After their home Manderly burned, and Maxim deWinter had been tried for the death of his first wife Rebecca, he and his second wife escape to Europe. They have made a comfortable life trying to forget the horrors that surrounded Manderly. A death in the family causes them to return to England and they think that they can forget the past and start over. The problem is that beautiful, malevolent, dead Rebecca is still haunting them and means to finally get her revenge.

It had been awhile since I read Rebecca and was concerned that details, names and places for example, would have slipped my mind. Susan Hill does an excellent job of subtly re-introducing the old characters. As in the original, the story is told by the second Mrs. deWinter and again we never learn her name. There is some sense to this because THE Mrs. deWinter will always be Rebecca.

The author captured du Maurier’s style of writing very well. The formal, almost boring, manner in which the story is narrated becomes hypnotizing after a few pages.
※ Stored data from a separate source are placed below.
//! Syntax module for the CBC language
//!
//! Tokens, their source positions, and the tokenizer that produces them.

pub mod lexer;
pub mod token;

pub use lexer::tokenize;
pub use token::{is_binary_operator, Location, Span, Token, TokenId, TokenKind};
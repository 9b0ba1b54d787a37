//! Default CBC operator table.

use crate::precedence::{Associativity, OperatorTable};
use crate::syntax::TokenKind;

/// `*` binds tightest, then `+`/`-`, then the shifts, then assignment.
pub fn default_operator_table() -> OperatorTable {
    use Associativity::*;
    OperatorTable::new()
        .with_operator(TokenKind::Multiplication.id(), 8, LeftToRight)
        .with_operator(TokenKind::Addition.id(), 7, LeftToRight)
        .with_operator(TokenKind::Subtraction.id(), 7, LeftToRight)
        .with_operator(TokenKind::ShiftLeft.id(), 4, LeftToRight)
        .with_operator(TokenKind::ShiftRight.id(), 4, LeftToRight)
        .with_operator(TokenKind::Assignment.id(), 1, RightToLeft)
}
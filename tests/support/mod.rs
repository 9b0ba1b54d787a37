// Shared helpers for the integration tests.
#![allow(dead_code)]

use cowabunga::ast::{AstVisitor, Expr};
use cowabunga::errors::{ParseContext, SourceContext};
use cowabunga::syntax::{tokenize, Token, TokenId};

pub fn source(text: &str) -> SourceContext {
    SourceContext::from_file("test.cb", text)
}

pub fn tokens(text: &str) -> Vec<Token> {
    tokenize(&ParseContext::new(source(text), "lex")).expect("test input should lex")
}

/// Wrapping integer semantics, so long random chains never overflow.
pub fn apply_operator(lexeme: &str, l: i64, r: i64) -> i64 {
    match lexeme {
        "+" => l.wrapping_add(r),
        "-" => l.wrapping_sub(r),
        "*" => l.wrapping_mul(r),
        "<<" => l.wrapping_shl(r as u32),
        ">>" => l.wrapping_shr(r as u32),
        other => panic!("cannot evaluate '{}'", other),
    }
}

/// Evaluates integer trees built from `+`, `-`, `*`, `<<` and `>>`.
pub struct Evaluator;

impl AstVisitor for Evaluator {
    type Output = i64;

    fn visit_variable(&mut self, name: &str) -> i64 {
        panic!("unbound variable {}", name)
    }

    fn visit_integral_number(&mut self, value: i64) -> i64 {
        value
    }

    fn visit_binary_expression(&mut self, lexeme: &str, _: TokenId, lhs: &Expr, rhs: &Expr) -> i64 {
        let (l, r) = (lhs.accept(self), rhs.accept(self));
        apply_operator(lexeme, l, r)
    }

    fn visit_parenthesized_expression(&mut self, inner: &Expr) -> i64 {
        inner.accept(self)
    }

    fn visit_call_expression(&mut self, callee: &str, _: &[Expr]) -> i64 {
        panic!("cannot evaluate call to {}", callee)
    }

    fn visit_expression_sequence(&mut self, _: &str, elements: &[Expr]) -> i64 {
        elements.iter().map(|e| e.accept(self)).last().unwrap_or(0)
    }
}

/// Leaves and operators in source order, parentheses dropped.
pub fn in_order(expr: &Expr) -> Vec<String> {
    match expr {
        Expr::Variable { name, .. } => vec![name.clone()],
        Expr::IntegralNumber { value, .. } => vec![value.to_string()],
        Expr::BinaryExpression { lexeme, lhs, rhs, .. } => {
            let mut out = in_order(lhs);
            out.push(lexeme.clone());
            out.extend(in_order(rhs));
            out
        }
        Expr::ParenthesizedExpression { inner, .. } => in_order(inner),
        Expr::CallExpression { callee, .. } => vec![callee.clone()],
        Expr::ExpressionSequence { elements, .. } => elements.iter().flat_map(in_order).collect(),
    }
}
//! Operator table overrides loaded from JSON.
//!
//! ```json
//! { "operators": [ { "operator": "+", "precedence": 7, "associativity": "left" } ] }
//! ```
//!
//! Entries replace the matching operator of a base table; operators that are
//! not mentioned keep their base values.

use serde::{Deserialize, Serialize};
use std::path::Path;
use tracing::debug;

use crate::errors::{unspanned, CowabungaError, ErrorKind, ErrorReporting, ParseContext, SourceContext};
use crate::precedence::{Associativity, OperatorTable};
use crate::syntax::TokenKind;

#[derive(Debug, Clone, Default, PartialEq, Serialize, Deserialize)]
#[serde(deny_unknown_fields)]
pub struct OperatorConfig {
    pub operators: Vec<OperatorEntry>,
}

#[derive(Debug, Clone, PartialEq, Serialize, Deserialize)]
#[serde(deny_unknown_fields)]
pub struct OperatorEntry {
    /// Operator spelling, e.g. `"<<"`.
    pub operator: String,
    pub precedence: i32,
    /// Keeps the base associativity when omitted.
    #[serde(default)]
    pub associativity: Option<Associativity>,
}

impl OperatorConfig {
    /// Parses the JSON held by `source`.
    pub fn from_source(source: &SourceContext) -> Result<Self, CowabungaError> {
        serde_json::from_str(&source.content).map_err(|e| {
            let at = offset_of(&source.content, e.line(), e.column());
            ParseContext::new(source.clone(), "config").report(
                ErrorKind::InvalidConfig {
                    message: e.to_string(),
                },
                (at..at).into(),
            )
        })
    }

    pub fn load(path: &Path) -> Result<Self, CowabungaError> {
        let name = path.display().to_string();
        let content = std::fs::read_to_string(path).map_err(|e| {
            ParseContext::new(SourceContext::fallback(&name), "config").report(
                ErrorKind::Io {
                    path: name.clone(),
                    message: e.to_string(),
                },
                unspanned(),
            )
        })?;
        Self::from_source(&SourceContext::from_file(name, content))
    }

    /// Returns `base` with every entry applied.
    pub fn apply(&self, mut base: OperatorTable) -> Result<OperatorTable, CowabungaError> {
        let reporter = ParseContext::new(SourceContext::fallback("operator configuration"), "config");
        for entry in &self.operators {
            let Some(kind) = TokenKind::operator_from_lexeme(&entry.operator) else {
                return Err(reporter.report(
                    ErrorKind::InvalidConfig {
                        message: format!("'{}' is not a binary operator", entry.operator),
                    },
                    unspanned(),
                ));
            };
            let associativity = entry
                .associativity
                .or_else(|| base.associativity(kind.id()))
                .unwrap_or(Associativity::LeftToRight);
            debug!(operator = %entry.operator, precedence = entry.precedence, ?associativity, "operator override");
            base.set(kind.id(), entry.precedence, associativity);
        }
        Ok(base)
    }
}

/// Byte offset of a 1-based line and column, clamped to the text.
fn offset_of(text: &str, line: usize, column: usize) -> usize {
    let line_start: usize = text
        .split_inclusive('\n')
        .take(line.saturating_sub(1))
        .map(str::len)
        .sum();
    (line_start + column.saturating_sub(1)).min(text.len())
}

#[cfg(test)]
mod tests {
    use super::*;
    use crate::lang::default_operator_table;

    fn config(json: &str) -> Result<OperatorConfig, CowabungaError> {
        OperatorConfig::from_source(&SourceContext::from_file("ops.json", json))
    }

    #[test]
    fn overrides_only_named_operators() {
        let cfg = config(r#"{"operators":[{"operator":"+","precedence":9,"associativity":"right"}]}"#).unwrap();
        let table = cfg.apply(default_operator_table()).unwrap();
        let plus = TokenKind::Addition.id();
        assert_eq!(table.precedence(plus), Some(9));
        assert_eq!(table.associativity(plus), Some(Associativity::RightToLeft));
        assert_eq!(table.precedence(TokenKind::Multiplication.id()), Some(8));
    }

    #[test]
    fn omitted_associativity_keeps_the_base_value() {
        let cfg = config(r#"{"operators":[{"operator":"=","precedence":2}]}"#).unwrap();
        let table = cfg.apply(default_operator_table()).unwrap();
        assert_eq!(table.associativity(TokenKind::Assignment.id()), Some(Associativity::RightToLeft));
    }

    #[test]
    fn unknown_operator_is_rejected() {
        let cfg = config(r#"{"operators":[{"operator":"/","precedence":8}]}"#).unwrap();
        let err = cfg.apply(default_operator_table()).unwrap_err();
        assert!(matches!(err.kind, ErrorKind::InvalidConfig { .. }));
    }

    #[test]
    fn malformed_json_points_into_the_file() {
        let err = config("{\n  \"operators\": [ oops ]\n}").unwrap_err();
        assert!(matches!(err.kind, ErrorKind::InvalidConfig { .. }));
        // Somewhere on the second line.
        let offset = err.source_info.primary_span.offset();
        assert!((2..25).contains(&offset), "offset {}", offset);
    }

    #[test]
    fn missing_file_is_an_io_error() {
        let err = OperatorConfig::load(Path::new("/definitely/not/here.json")).unwrap_err();
        assert!(matches!(err.kind, ErrorKind::Io { .. }));
    }
}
For example the descriptions of places are long and at times tedious, but they give the reader a feel for the atmosphere, peaceful and serene or vaguely threatening.

The main objection I had to the original was also true with this follow-up. I know that a Gothic novel has to build drama, but at times it was a tad overdone. When Maxim hands his wife a letter on board the ship taking them across the Channel, we read a page and a half of how frightened she is to open it. Her heart seemed to stop; her breathing became labored; her skin became clammy, and her hand shook. The contents of the letter is anti-climatic.

Maybe a law should be passed to keep authors from messing with well-known books. A book with an ambiguous ending stays in our memories longer; to know more details ruins it.

I will be reading Susan Hill again though. I discovered that she was the author of the book, The Woman in Black and I loved the play. I need to know if MRS. deWINTER is representative of her style of writing or if she just did a good job of channeling Daphne du Maurier.